====== Dataset extract

//! Wall-clock abstraction
//!
//! Scheduling decisions read the current time through [`Clock`] so tests can
//! drive the lifecycle without waiting on real time.

use chrono::{DateTime, Duration, Utc};
use std::sync::{Arc, RwLock};

/// Source of the current UTC time
pub trait Clock: Send + Sync {
    fn now(&self) -> DateTime<Utc>;
}

/// Real system time
#[derive(Debug, Clone, Copy, Default)]
pub struct SystemClock;

impl Clock for SystemClock {
    fn now(&self) -> DateTime<Utc> {
        Utc::now()
    }
}

/// Manually advanced clock for tests and simulations
#[derive(Debug, Clone)]
pub struct ManualClock {
    now: Arc<RwLock<DateTime<Utc>>>,
}

impl ManualClock {
    /// Create a clock frozen at `start`
    pub fn new(start: DateTime<Utc>) -> Self {
        Self {
            now: Arc::new(RwLock::new(start)),
        }
    }

    /// Jump to an absolute time
    pub fn set(&self, to: DateTime<Utc>) {
        if let Ok(mut now) = self.now.write() {
            *now = to;
        }
    }

    /// Move forward by `by`
    pub fn advance(&self, by: Duration) {
        if let Ok(mut now) = self.now.write() {
            *now += by;
        }
    }
}

impl Clock for ManualClock {
    fn now(&self) -> DateTime<Utc> {
        self.now.read().map(|now| *now).unwrap_or_else(|e| *e.into_inner())
    }
}
//! Cached tracked event
//!
//! Run-once invocations fire far more often than the fixture list changes, so
//! the last fetched event is kept on disk together with its fetch time and
//! only re-fetched once it is older than the refresh window.

use std::path::{Path, PathBuf};

use anyhow::{Context, Result};
use chrono::{DateTime, Duration, Utc};
use serde::{Deserialize, Serialize};

use crate::models::Event;

/// Event snapshot with its fetch time
#[derive(Debug, Clone, PartialEq, Eq, Serialize, Deserialize)]
pub struct CachedEvent {
    pub event: Event,
    pub fetched_at: DateTime<Utc>,
}

/// JSON file holding the last fetched event
#[derive(Debug, Clone)]
pub struct EventCache {
    path: PathBuf,
}

impl EventCache {
    pub fn new(path: impl Into<PathBuf>) -> Self {
        Self { path: path.into() }
    }

    pub fn path(&self) -> &Path {
        &self.path
    }

    /// Load the cached event, if present
    pub async fn load(&self) -> Result<Option<CachedEvent>> {
        let raw = match tokio::fs::read_to_string(&self.path).await {
            Ok(raw) => raw,
            Err(e) if e.kind() == std::io::ErrorKind::NotFound => return Ok(None),
            Err(e) => {
                return Err(e).with_context(|| {
                    format!("Failed to read event cache: {}", self.path.display())
                })
            }
        };

        let cached = serde_json::from_str(&raw)
            .with_context(|| format!("Failed to parse event cache: {}", self.path.display()))?;
        Ok(Some(cached))
    }

    /// Store an event fetched at `now`
    pub async fn save(&self, event: &Event, now: DateTime<Utc>) -> Result<()> {
        if let Some(parent) = self.path.parent().filter(|p| !p.as_os_str().is_empty()) {
            tokio::fs::create_dir_all(parent)
                .await
                .with_context(|| format!("Failed to create directory: {}", parent.display()))?;
        }

        let cached = CachedEvent {
            event: event.clone(),
            fetched_at: now,
        };
        let json = serde_json::to_vec_pretty(&cached).context("Failed to serialize event cache")?;

        // Write to temp file first, then rename (atomic)
        let temp_path = self.path.with_extension("json.tmp");
        tokio::fs::write(&temp_path, json)
            .await
            .with_context(|| format!("Failed to write event cache: {}", temp_path.display()))?;
        tokio::fs::rename(&temp_path, &self.path)
            .await
            .with_context(|| format!("Failed to rename event cache: {}", self.path.display()))?;

        tracing::debug!(path = %self.path.display(), event_id = %event.id, "Event cache saved");
        Ok(())
    }

    /// Whether the event should be fetched again
    ///
    /// True when there is no cache, it cannot be read, or it is older than `max_age`.
    pub async fn is_refresh_needed(&self, now: DateTime<Utc>, max_age: Duration) -> bool {
        match self.load().await {
            Ok(Some(cached)) => now - cached.fetched_at >= max_age,
            Ok(None) => true,
            Err(e) => {
                tracing::warn!(error = %e, "Event cache unreadable, refreshing");
                true
            }
        }
    }
}
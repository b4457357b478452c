//! Daily API call budget
//!
//! The upstream plan allows a fixed number of calls per UTC day. Every
//! request is counted before it is sent; once the budget is spent requests
//! fail fast with [`ProviderError::QuotaExhausted`] until the day rolls over.

use std::path::PathBuf;
use std::sync::Arc;

use chrono::NaiveDate;
use serde::{Deserialize, Serialize};
use tokio::sync::Mutex;

use crate::utils::clock::Clock;
use crate::utils::error::ProviderError;

/// Fraction of the budget at which a warning is logged
const WARN_RATIO: f64 = 0.8;

/// Calls made on one UTC day
#[derive(Debug, Clone, Copy, PartialEq, Eq, Serialize, Deserialize)]
pub struct QuotaUsage {
    pub date: NaiveDate,
    pub calls: u32,
}

/// Per-day request counter, optionally persisted to JSON
pub struct QuotaTracker {
    limit: u32,
    path: Option<PathBuf>,
    usage: Mutex<QuotaUsage>,
    clock: Arc<dyn Clock>,
}

impl QuotaTracker {
    /// In-memory tracker. A limit of 0 disables the budget.
    pub fn new(limit: u32, clock: Arc<dyn Clock>) -> Self {
        let today = clock.now().date_naive();
        Self {
            limit,
            path: None,
            usage: Mutex::new(QuotaUsage {
                date: today,
                calls: 0,
            }),
            clock,
        }
    }

    /// Tracker that survives restarts. An unreadable file starts from zero.
    pub async fn persistent(limit: u32, path: impl Into<PathBuf>, clock: Arc<dyn Clock>) -> Self {
        let path = path.into();
        let today = clock.now().date_naive();

        let usage = match tokio::fs::read_to_string(&path).await {
            Ok(raw) => match serde_json::from_str::<QuotaUsage>(&raw) {
                Ok(usage) if usage.date == today => usage,
                Ok(_) => QuotaUsage {
                    date: today,
                    calls: 0,
                },
                Err(e) => {
                    tracing::warn!(path = %path.display(), error = %e, "Quota file unreadable, starting from zero");
                    QuotaUsage {
                        date: today,
                        calls: 0,
                    }
                }
            },
            Err(_) => QuotaUsage {
                date: today,
                calls: 0,
            },
        };

        Self {
            limit,
            path: Some(path),
            usage: Mutex::new(usage),
            clock,
        }
    }

    pub fn limit(&self) -> u32 {
        self.limit
    }

    /// Calls counted today
    pub async fn used_today(&self) -> u32 {
        let today = self.clock.now().date_naive();
        let usage = self.usage.lock().await;
        if usage.date == today {
            usage.calls
        } else {
            0
        }
    }

    /// Count one call to `endpoint`, or refuse it if the budget is spent
    pub async fn acquire(&self, endpoint: &str) -> Result<u32, ProviderError> {
        let today = self.clock.now().date_naive();
        let mut usage = self.usage.lock().await;

        if usage.date != today {
            tracing::info!(previous = usage.calls, "New quota day, resetting call counter");
            *usage = QuotaUsage {
                date: today,
                calls: 0,
            };
        }

        if self.limit > 0 && usage.calls >= self.limit {
            tracing::error!(
                used = usage.calls,
                limit = self.limit,
                endpoint = endpoint,
                "Daily API quota exhausted"
            );
            return Err(ProviderError::QuotaExhausted {
                used: usage.calls,
                limit: self.limit,
            });
        }

        usage.calls += 1;
        let calls = usage.calls;

        if self.limit > 0 && f64::from(calls) >= f64::from(self.limit) * WARN_RATIO {
            tracing::warn!(used = calls, limit = self.limit, "Approaching daily API quota");
        } else {
            tracing::debug!(used = calls, limit = self.limit, endpoint = endpoint, "API call counted");
        }

        if let Some(path) = &self.path {
            if let Err(e) = persist(path, &usage).await {
                tracing::warn!(path = %path.display(), error = %e, "Failed to persist quota usage");
            }
        }

        Ok(calls)
    }
}

async fn persist(path: &std::path::Path, usage: &QuotaUsage) -> std::io::Result<()> {
    if let Some(parent) = path.parent().filter(|p| !p.as_os_str().is_empty()) {
        tokio::fs::create_dir_all(parent).await?;
    }
    let json = serde_json::to_vec_pretty(usage)?;
    tokio::fs::write(path, json).await
}

#[cfg(test)]
mod tests {
    use super::*;
    use crate::utils::clock::ManualClock;
    use chrono::{Duration, TimeZone, Utc};
    use tempfile::TempDir;

    fn clock() -> ManualClock {
        ManualClock::new(Utc.with_ymd_and_hms(2025, 5, 4, 10, 0, 0).unwrap())
    }

    #[tokio::test]
    async fn test_quota_exhausts_and_resets_next_day() {
        let clock = clock();
        let tracker = QuotaTracker::new(2, Arc::new(clock.clone()));

        assert_eq!(tracker.acquire("/fixtures").await.unwrap(), 1);
        assert_eq!(tracker.acquire("/fixtures").await.unwrap(), 2);
        let err = tracker.acquire("/fixtures").await.unwrap_err();
        assert!(matches!(err, ProviderError::QuotaExhausted { used: 2, limit: 2 }));
        assert!(err.is_rate_limit());

        clock.advance(Duration::days(1));
        assert_eq!(tracker.used_today().await, 0);
        assert_eq!(tracker.acquire("/fixtures").await.unwrap(), 1);
    }

    #[tokio::test]
    async fn test_zero_limit_is_unbounded() {
        let tracker = QuotaTracker::new(0, Arc::new(clock()));
        for _ in 0..150 {
            tracker.acquire("/fixtures").await.unwrap();
        }
        assert_eq!(tracker.used_today().await, 150);
    }

    #[tokio::test]
    async fn test_persistent_usage_survives_restart() {
        let dir = TempDir::new().unwrap();
        let path = dir.path().join("api-calls.json");
        let clock = clock();

        let tracker = QuotaTracker::persistent(100, &path, Arc::new(clock.clone())).await;
        tracker.acquire("/fixtures").await.unwrap();
        tracker.acquire("/fixtures/lineups").await.unwrap();
        drop(tracker);

        let reloaded = QuotaTracker::persistent(100, &path, Arc::new(clock)).await;
        assert_eq!(reloaded.used_today().await, 2);
    }
}
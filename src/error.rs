//! Unified error handling for the matchday crate
//!
//! This module provides a unified error type that consolidates all domain-specific
//! errors into a single `Error` enum, while maintaining the ability to use
//! domain-specific errors when needed.
//!
//! # Architecture
//!
//! - [`MatchdayErrorTrait`] - Common interface implemented by all error types
//! - [`ErrorCategory`] - Classification of errors for handling strategies
//! - [`Error`] - Unified error enum wrapping all domain-specific errors
//!
//! # Usage
//!
//! ```rust,ignore
//! use matchday::error::{Error, ErrorCategory, MatchdayErrorTrait};
//!
//! fn handle_error(err: Error) {
//!     if err.is_recoverable() {
//!         println!("Will retry on next tick: {err}");
//!     } else {
//!         eprintln!("Fatal error ({}): {err}", err.category());
//!     }
//! }
//! ```

use std::fmt;
use std::io;
use thiserror::Error;

// Re-export domain-specific errors for convenience
pub use crate::scheduler::error::SchedulerError;
pub use crate::utils::error::{AssemblyError, LedgerError, ProviderError, PublishError};

/// Common trait for all matchday error types
///
/// This trait provides a unified interface for error handling across
/// all modules, enabling consistent error processing strategies.
pub trait MatchdayErrorTrait: std::error::Error {
    /// Check if this error is recoverable (a later tick may succeed)
    fn is_recoverable(&self) -> bool;

    /// Get the error category for handling strategies
    fn category(&self) -> ErrorCategory;
}

/// Classification of errors for handling strategies
#[derive(Debug, Clone, Copy, PartialEq, Eq, Hash)]
pub enum ErrorCategory {
    /// Network-related errors (HTTP, timeout)
    Network,
    /// Upstream rate limit or local quota exhausted
    RateLimit,
    /// Ledger and other storage errors
    Storage,
    /// Content assembly errors
    Content,
    /// Publishing errors
    Publish,
    /// Configuration and validation errors
    Config,
    /// Scheduler state machine errors
    Scheduler,
    /// Other/unknown errors
    Other,
}

impl ErrorCategory {
    /// Get string representation
    pub fn as_str(&self) -> &'static str {
        match self {
            Self::Network => "network",
            Self::RateLimit => "rate_limit",
            Self::Storage => "storage",
            Self::Content => "content",
            Self::Publish => "publish",
            Self::Config => "config",
            Self::Scheduler => "scheduler",
            Self::Other => "other",
        }
    }
}

impl fmt::Display for ErrorCategory {
    fn fmt(&self, f: &mut fmt::Formatter<'_>) -> fmt::Result {
        f.write_str(self.as_str())
    }
}

/// Unified error type for the matchday crate
#[derive(Error, Debug)]
pub enum Error {
    /// Data provider errors
    #[error("Provider error: {0}")]
    Provider(#[from] ProviderError),

    /// Content assembly errors
    #[error("Assembly error: {0}")]
    Assembly(#[from] AssemblyError),

    /// Publishing errors
    #[error("Publish error: {0}")]
    Publish(#[from] PublishError),

    /// Idempotency ledger errors
    #[error("Ledger error: {0}")]
    Ledger(#[from] LedgerError),

    /// Scheduler errors
    #[error("Scheduler error: {0}")]
    Scheduler(#[from] SchedulerError),

    /// I/O errors
    #[error("I/O error: {0}")]
    Io(#[from] io::Error),

    /// JSON serialization/deserialization errors
    #[error("JSON error: {0}")]
    Json(#[from] serde_json::Error),

    /// Configuration errors
    #[error("Config error: {0}")]
    Config(String),

    /// Generic error with context
    #[error("{context}")]
    Other {
        context: String,
        #[source]
        source: Option<Box<dyn std::error::Error + Send + Sync>>,
    },
}

impl MatchdayErrorTrait for Error {
    fn is_recoverable(&self) -> bool {
        match self {
            Self::Provider(e) => e.is_recoverable(),
            Self::Assembly(e) => e.is_recoverable(),
            Self::Publish(e) => e.is_transient(),
            // Never guess publication state
            Self::Ledger(_) => false,
            Self::Scheduler(e) => e.is_recoverable(),
            Self::Io(_) => true,
            Self::Json(_) => false,
            Self::Config(_) => false,
            Self::Other { .. } => false,
        }
    }

    fn category(&self) -> ErrorCategory {
        match self {
            Self::Provider(e) if e.is_rate_limit() => ErrorCategory::RateLimit,
            Self::Provider(_) => ErrorCategory::Network,
            Self::Assembly(AssemblyError::Provider(e)) if e.is_rate_limit() => {
                ErrorCategory::RateLimit
            }
            Self::Assembly(_) => ErrorCategory::Content,
            Self::Publish(_) => ErrorCategory::Publish,
            Self::Ledger(_) | Self::Io(_) => ErrorCategory::Storage,
            Self::Scheduler(
                SchedulerError::Ledger { .. } | SchedulerError::RecordAfterPublish { .. },
            ) => ErrorCategory::Storage,
            Self::Scheduler(_) => ErrorCategory::Scheduler,
            Self::Json(_) => ErrorCategory::Other,
            Self::Config(_) => ErrorCategory::Config,
            Self::Other { .. } => ErrorCategory::Other,
        }
    }
}

impl Error {
    /// Create a configuration error
    pub fn config(msg: impl Into<String>) -> Self {
        Self::Config(msg.into())
    }

    /// Create a generic error with context
    pub fn other(context: impl Into<String>) -> Self {
        Self::Other {
            context: context.into(),
            source: None,
        }
    }

    /// Create a generic error with context and source
    pub fn with_source(
        context: impl Into<String>,
        source: impl std::error::Error + Send + Sync + 'static,
    ) -> Self {
        Self::Other {
            context: context.into(),
            source: Some(Box::new(source)),
        }
    }
}

// Conversion from anyhow::Error
impl From<anyhow::Error> for Error {
    fn from(err: anyhow::Error) -> Self {
        Self::Other {
            context: err.to_string(),
            source: None,
        }
    }
}

/// Result type alias using the unified Error type
pub type Result<T> = std::result::Result<T, Error>;

#[cfg(test)]
mod tests {
    use super::*;
    use crate::models::{EventId, Stage};

    #[test]
    fn test_error_category() {
        let err = Error::Provider(ProviderError::RateLimited);
        assert_eq!(err.category(), ErrorCategory::RateLimit);

        let err = Error::Provider(ProviderError::Upstream(502));
        assert_eq!(err.category(), ErrorCategory::Network);

        let err = Error::Assembly(AssemblyError::Render("bad template".into()));
        assert_eq!(err.category(), ErrorCategory::Content);
    }

    #[test]
    fn test_ledger_errors_are_not_recoverable() {
        let err = Error::Ledger(LedgerError::Corrupted("truncated".into()));
        assert!(!err.is_recoverable());
        assert_eq!(err.category(), ErrorCategory::Storage);

        let wrapped: Error =
            SchedulerError::ledger(EventId(7), Stage::PostEvent, LedgerError::Task("x".into()))
                .into();
        assert_eq!(wrapped.category(), ErrorCategory::Storage);
    }

    #[test]
    fn test_publish_recoverability() {
        assert!(Error::Publish(PublishError::Transient("timeout".into())).is_recoverable());
        assert!(!Error::Publish(PublishError::Rejected("SUBREDDIT_NOEXIST".into())).is_recoverable());
    }

    #[test]
    fn test_config_error() {
        let err = Error::config("Invalid API key");
        assert_eq!(err.category(), ErrorCategory::Config);
        assert!(!err.is_recoverable());
    }

    #[test]
    fn test_other_error() {
        let err = Error::other("Something went wrong");
        assert_eq!(err.category(), ErrorCategory::Other);
        assert_eq!(err.to_string(), "Something went wrong");
    }
}
use std::time::Duration;

use anyhow::Context;
use reqwest::blocking::{Client, Response};
use reqwest::header::{
    ACCEPT, CONTENT_TYPE, COOKIE, HeaderMap, HeaderValue, ORIGIN, REFERER, USER_AGENT,
};
use reqwest::{StatusCode, Url};
use serde::Serialize;
use zapador_core::{Coord2, GameApi, TransportError};
use zapador_protocol::{ActionRequest, BoardUpdate};

const BROWSER_USER_AGENT: &str =
    "Mozilla/5.0 (Windows NT 10.0; Win64; x64) Chrome/143.0.0.0 Safari/537.36";
const REQUEST_TIMEOUT: Duration = Duration::from_secs(30);
/// Extra attempts for calls that die before reaching the server.
const NETWORK_RETRIES: u32 = 1;

/// Game server client that presents itself as the browser session the
/// tokens were captured from.
pub struct HttpGameApi {
    client: Client,
    base_url: Url,
}

impl HttpGameApi {
    pub fn new(base_url: &str, auth_token: &str, csrf_token: &str) -> anyhow::Result<Self> {
        let base_url = Url::parse(base_url).context("invalid base url")?;
        let headers = session_headers(&base_url, auth_token, csrf_token)?;
        let client = Client::builder()
            .default_headers(headers)
            .timeout(REQUEST_TIMEOUT)
            .build()
            .context("could not build the http client")?;
        Ok(Self { client, base_url })
    }

    fn endpoint(&self, path: &str) -> String {
        format!("{}/{}", self.base_url.as_str().trim_end_matches('/'), path)
    }

    fn post<B: Serialize>(&self, path: &str, body: &B) -> Result<BoardUpdate, TransportError> {
        let url = self.endpoint(path);
        let response = self.send_with_retry(&url, body)?;
        let status = response.status();
        if status != StatusCode::OK {
            let body = response.text().unwrap_or_default();
            return Err(TransportError::Status { status: status.as_u16(), body });
        }
        response.json().map_err(|err| TransportError::Malformed(err.to_string()))
    }

    fn send_with_retry<B: Serialize>(
        &self,
        url: &str,
        body: &B,
    ) -> Result<Response, TransportError> {
        let mut failures = 0;
        loop {
            match self.client.post(url).json(body).send() {
                Ok(response) => return Ok(response),
                Err(err) => {
                    failures += 1;
                    if failures > NETWORK_RETRIES || !(err.is_timeout() || err.is_connect()) {
                        return Err(TransportError::Network(err.to_string()));
                    }
                    log::debug!("retrying {url} after a network error: {err}");
                }
            }
        }
    }
}

impl GameApi for HttpGameApi {
    fn new_game(&mut self) -> Result<BoardUpdate, TransportError> {
        self.post("new-game", &serde_json::json!({}))
    }

    fn reveal(&mut self, game_id: &str, coords: Coord2) -> Result<BoardUpdate, TransportError> {
        self.post(&format!("{game_id}/reveal"), &ActionRequest::from(coords))
    }

    fn flag(&mut self, game_id: &str, coords: Coord2) -> Result<BoardUpdate, TransportError> {
        self.post(&format!("{game_id}/flag"), &ActionRequest::from(coords))
    }
}

fn session_headers(
    base_url: &Url,
    auth_token: &str,
    csrf_token: &str,
) -> anyhow::Result<HeaderMap> {
    let origin = base_url.origin().ascii_serialization();
    let mut headers = HeaderMap::new();
    headers.insert(ACCEPT, HeaderValue::from_static("application/json"));
    headers.insert(CONTENT_TYPE, HeaderValue::from_static("application/json"));
    headers.insert(ORIGIN, origin.parse().context("origin header")?);
    headers.insert(
        REFERER,
        format!("{origin}/game/minesweeper/").parse().context("referer header")?,
    );
    headers.insert(USER_AGENT, HeaderValue::from_static(BROWSER_USER_AGENT));
    headers.insert("x-csrf-token", csrf_token.parse().context("csrf token header")?);
    headers.insert(
        COOKIE,
        format!("auth_token={auth_token}; csrf_token={csrf_token}")
            .parse()
            .context("session cookie")?,
    );
    Ok(headers)
}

============

> Your goal:
Look above for the line with "if let Err(e)" and the line with "tokio::fs::create_dir_all(parent).await?;". Write out those two lines and all the lines between them, exactly, and no others.

> Answer for the task:
            if let Err(e) = persist(path, &usage).await {
                tracing::warn!(path = %path.display(), error = %e, "Failed to persist quota usage");
            }
        }

        Ok(calls)
    }
}

async fn persist(path: &std::path::Path, usage: &QuotaUsage) -> std::io::Result<()> {
    if let Some(parent) = path.parent().filter(|p| !p.as_os_str().is_empty()) {
        tokio::fs::create_dir_all(parent).await?;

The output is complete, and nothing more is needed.